EXERCISE INPUT:
********

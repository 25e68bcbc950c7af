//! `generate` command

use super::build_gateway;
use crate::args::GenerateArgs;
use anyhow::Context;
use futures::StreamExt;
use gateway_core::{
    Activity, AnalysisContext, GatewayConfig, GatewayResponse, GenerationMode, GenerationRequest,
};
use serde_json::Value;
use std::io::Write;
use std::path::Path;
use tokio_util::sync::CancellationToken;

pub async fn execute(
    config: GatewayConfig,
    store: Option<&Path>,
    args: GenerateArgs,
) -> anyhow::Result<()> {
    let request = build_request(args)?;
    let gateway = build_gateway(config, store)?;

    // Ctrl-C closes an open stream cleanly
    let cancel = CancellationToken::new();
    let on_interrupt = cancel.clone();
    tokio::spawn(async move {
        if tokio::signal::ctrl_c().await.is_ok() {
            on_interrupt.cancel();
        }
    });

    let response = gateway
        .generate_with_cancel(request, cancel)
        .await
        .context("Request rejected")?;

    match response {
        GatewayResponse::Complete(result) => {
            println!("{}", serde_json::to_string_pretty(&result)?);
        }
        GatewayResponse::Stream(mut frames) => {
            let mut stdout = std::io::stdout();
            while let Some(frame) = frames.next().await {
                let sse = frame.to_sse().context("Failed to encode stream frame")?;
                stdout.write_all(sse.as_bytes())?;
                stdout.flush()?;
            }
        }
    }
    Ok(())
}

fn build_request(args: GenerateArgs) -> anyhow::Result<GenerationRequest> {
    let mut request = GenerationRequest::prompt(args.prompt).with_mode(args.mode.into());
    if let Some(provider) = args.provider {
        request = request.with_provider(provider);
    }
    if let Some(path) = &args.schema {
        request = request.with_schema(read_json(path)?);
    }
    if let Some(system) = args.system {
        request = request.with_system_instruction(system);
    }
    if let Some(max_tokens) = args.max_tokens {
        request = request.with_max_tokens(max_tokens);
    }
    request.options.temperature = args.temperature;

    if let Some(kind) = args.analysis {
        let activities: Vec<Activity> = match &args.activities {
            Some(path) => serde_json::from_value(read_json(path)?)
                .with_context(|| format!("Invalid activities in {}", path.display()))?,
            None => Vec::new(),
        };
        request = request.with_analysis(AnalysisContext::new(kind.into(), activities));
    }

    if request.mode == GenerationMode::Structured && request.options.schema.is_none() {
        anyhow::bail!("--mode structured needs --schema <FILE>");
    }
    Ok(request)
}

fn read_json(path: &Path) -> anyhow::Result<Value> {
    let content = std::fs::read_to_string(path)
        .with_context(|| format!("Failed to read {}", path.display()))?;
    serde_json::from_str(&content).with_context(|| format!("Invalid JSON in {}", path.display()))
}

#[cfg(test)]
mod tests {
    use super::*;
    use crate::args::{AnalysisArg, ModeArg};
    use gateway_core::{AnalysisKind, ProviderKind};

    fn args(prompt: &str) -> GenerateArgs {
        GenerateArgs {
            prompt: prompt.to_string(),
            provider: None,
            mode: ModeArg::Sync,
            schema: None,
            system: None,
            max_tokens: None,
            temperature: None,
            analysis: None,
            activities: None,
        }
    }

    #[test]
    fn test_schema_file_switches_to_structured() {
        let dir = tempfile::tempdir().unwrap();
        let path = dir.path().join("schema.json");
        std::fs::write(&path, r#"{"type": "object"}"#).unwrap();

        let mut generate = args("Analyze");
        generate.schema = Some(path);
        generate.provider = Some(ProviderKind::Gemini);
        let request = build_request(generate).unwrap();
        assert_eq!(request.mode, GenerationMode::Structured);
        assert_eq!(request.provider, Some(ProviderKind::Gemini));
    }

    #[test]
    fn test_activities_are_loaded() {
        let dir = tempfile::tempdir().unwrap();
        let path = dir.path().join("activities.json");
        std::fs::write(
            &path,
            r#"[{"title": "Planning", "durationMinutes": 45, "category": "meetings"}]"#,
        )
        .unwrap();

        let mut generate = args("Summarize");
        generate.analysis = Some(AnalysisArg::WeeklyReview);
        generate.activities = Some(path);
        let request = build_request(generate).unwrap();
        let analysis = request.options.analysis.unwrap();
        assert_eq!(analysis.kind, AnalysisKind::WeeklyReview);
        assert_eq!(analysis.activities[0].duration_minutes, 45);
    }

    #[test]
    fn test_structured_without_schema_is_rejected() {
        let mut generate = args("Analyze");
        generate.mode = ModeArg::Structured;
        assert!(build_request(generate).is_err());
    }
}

********

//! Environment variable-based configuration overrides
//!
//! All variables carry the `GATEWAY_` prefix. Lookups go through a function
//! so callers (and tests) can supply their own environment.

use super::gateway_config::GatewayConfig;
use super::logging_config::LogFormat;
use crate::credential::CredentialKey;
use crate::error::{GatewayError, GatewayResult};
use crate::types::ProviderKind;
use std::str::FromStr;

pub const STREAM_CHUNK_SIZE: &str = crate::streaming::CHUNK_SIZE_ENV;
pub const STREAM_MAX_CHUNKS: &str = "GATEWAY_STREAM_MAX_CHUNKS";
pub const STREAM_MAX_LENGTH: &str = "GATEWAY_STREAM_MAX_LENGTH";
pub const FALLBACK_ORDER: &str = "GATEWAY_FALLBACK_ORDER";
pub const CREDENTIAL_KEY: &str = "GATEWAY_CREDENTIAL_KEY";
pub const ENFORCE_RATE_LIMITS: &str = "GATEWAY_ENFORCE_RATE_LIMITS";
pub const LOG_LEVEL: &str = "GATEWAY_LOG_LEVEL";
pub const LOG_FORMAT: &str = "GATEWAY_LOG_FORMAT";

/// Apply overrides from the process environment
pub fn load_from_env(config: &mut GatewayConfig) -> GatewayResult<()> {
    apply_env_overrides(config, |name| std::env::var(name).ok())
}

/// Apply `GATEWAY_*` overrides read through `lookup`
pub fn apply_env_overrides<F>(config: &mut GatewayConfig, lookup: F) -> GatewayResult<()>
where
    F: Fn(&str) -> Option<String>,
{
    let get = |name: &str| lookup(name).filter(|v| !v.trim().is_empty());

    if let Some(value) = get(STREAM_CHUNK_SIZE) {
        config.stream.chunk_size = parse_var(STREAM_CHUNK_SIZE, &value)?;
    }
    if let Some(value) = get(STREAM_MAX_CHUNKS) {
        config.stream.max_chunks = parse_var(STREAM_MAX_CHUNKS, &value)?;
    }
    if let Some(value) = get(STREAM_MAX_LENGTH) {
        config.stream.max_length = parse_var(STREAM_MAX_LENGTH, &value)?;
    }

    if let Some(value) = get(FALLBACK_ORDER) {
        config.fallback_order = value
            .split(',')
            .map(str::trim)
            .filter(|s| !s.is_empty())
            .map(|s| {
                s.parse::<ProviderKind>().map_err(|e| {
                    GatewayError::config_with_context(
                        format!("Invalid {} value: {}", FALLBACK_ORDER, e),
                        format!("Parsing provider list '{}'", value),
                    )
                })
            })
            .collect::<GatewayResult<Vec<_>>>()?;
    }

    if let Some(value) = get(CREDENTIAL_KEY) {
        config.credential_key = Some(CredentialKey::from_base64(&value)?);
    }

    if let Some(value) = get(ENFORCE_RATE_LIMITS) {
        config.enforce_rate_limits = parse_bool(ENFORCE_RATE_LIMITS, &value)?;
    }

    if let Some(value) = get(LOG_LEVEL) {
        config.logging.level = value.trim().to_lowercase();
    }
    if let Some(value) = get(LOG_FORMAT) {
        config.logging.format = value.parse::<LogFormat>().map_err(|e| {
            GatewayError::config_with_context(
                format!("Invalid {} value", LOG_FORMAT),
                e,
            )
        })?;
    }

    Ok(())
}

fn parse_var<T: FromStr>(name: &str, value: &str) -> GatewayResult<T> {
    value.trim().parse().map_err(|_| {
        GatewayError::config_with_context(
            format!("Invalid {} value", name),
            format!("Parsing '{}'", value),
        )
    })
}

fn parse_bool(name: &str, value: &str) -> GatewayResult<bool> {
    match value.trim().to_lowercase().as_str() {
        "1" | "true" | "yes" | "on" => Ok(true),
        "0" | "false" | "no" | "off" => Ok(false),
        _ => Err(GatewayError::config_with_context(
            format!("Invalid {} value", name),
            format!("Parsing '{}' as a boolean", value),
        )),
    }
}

********

EXERCISE DETAILS:
Every line above from the line with "let activities: Vec<Activity>" to the line with "generate.provider = Some(ProviderKind::Gemini);" is wanted, ends included; write them out exactly and add no other line.

COMPLETED EXERCISE:
        let activities: Vec<Activity> = match &args.activities {
            Some(path) => serde_json::from_value(read_json(path)?)
                .with_context(|| format!("Invalid activities in {}", path.display()))?,
            None => Vec::new(),
        };
        request = request.with_analysis(AnalysisContext::new(kind.into(), activities));
    }

    if request.mode == GenerationMode::Structured && request.options.schema.is_none() {
        anyhow::bail!("--mode structured needs --schema <FILE>");
    }
    Ok(request)
}

fn read_json(path: &Path) -> anyhow::Result<Value> {
    let content = std::fs::read_to_string(path)
        .with_context(|| format!("Failed to read {}", path.display()))?;
    serde_json::from_str(&content).with_context(|| format!("Invalid JSON in {}", path.display()))
}

#[cfg(test)]
mod tests {
    use super::*;
    use crate::args::{AnalysisArg, ModeArg};
    use gateway_core::{AnalysisKind, ProviderKind};

    fn args(prompt: &str) -> GenerateArgs {
        GenerateArgs {
            prompt: prompt.to_string(),
            provider: None,
            mode: ModeArg::Sync,
            schema: None,
            system: None,
            max_tokens: None,
            temperature: None,
            analysis: None,
            activities: None,
        }
    }

    #[test]
    fn test_schema_file_switches_to_structured() {
        let dir = tempfile::tempdir().unwrap();
        let path = dir.path().join("schema.json");
        std::fs::write(&path, r#"{"type": "object"}"#).unwrap();

        let mut generate = args("Analyze");
        generate.schema = Some(path);
        generate.provider = Some(ProviderKind::Gemini);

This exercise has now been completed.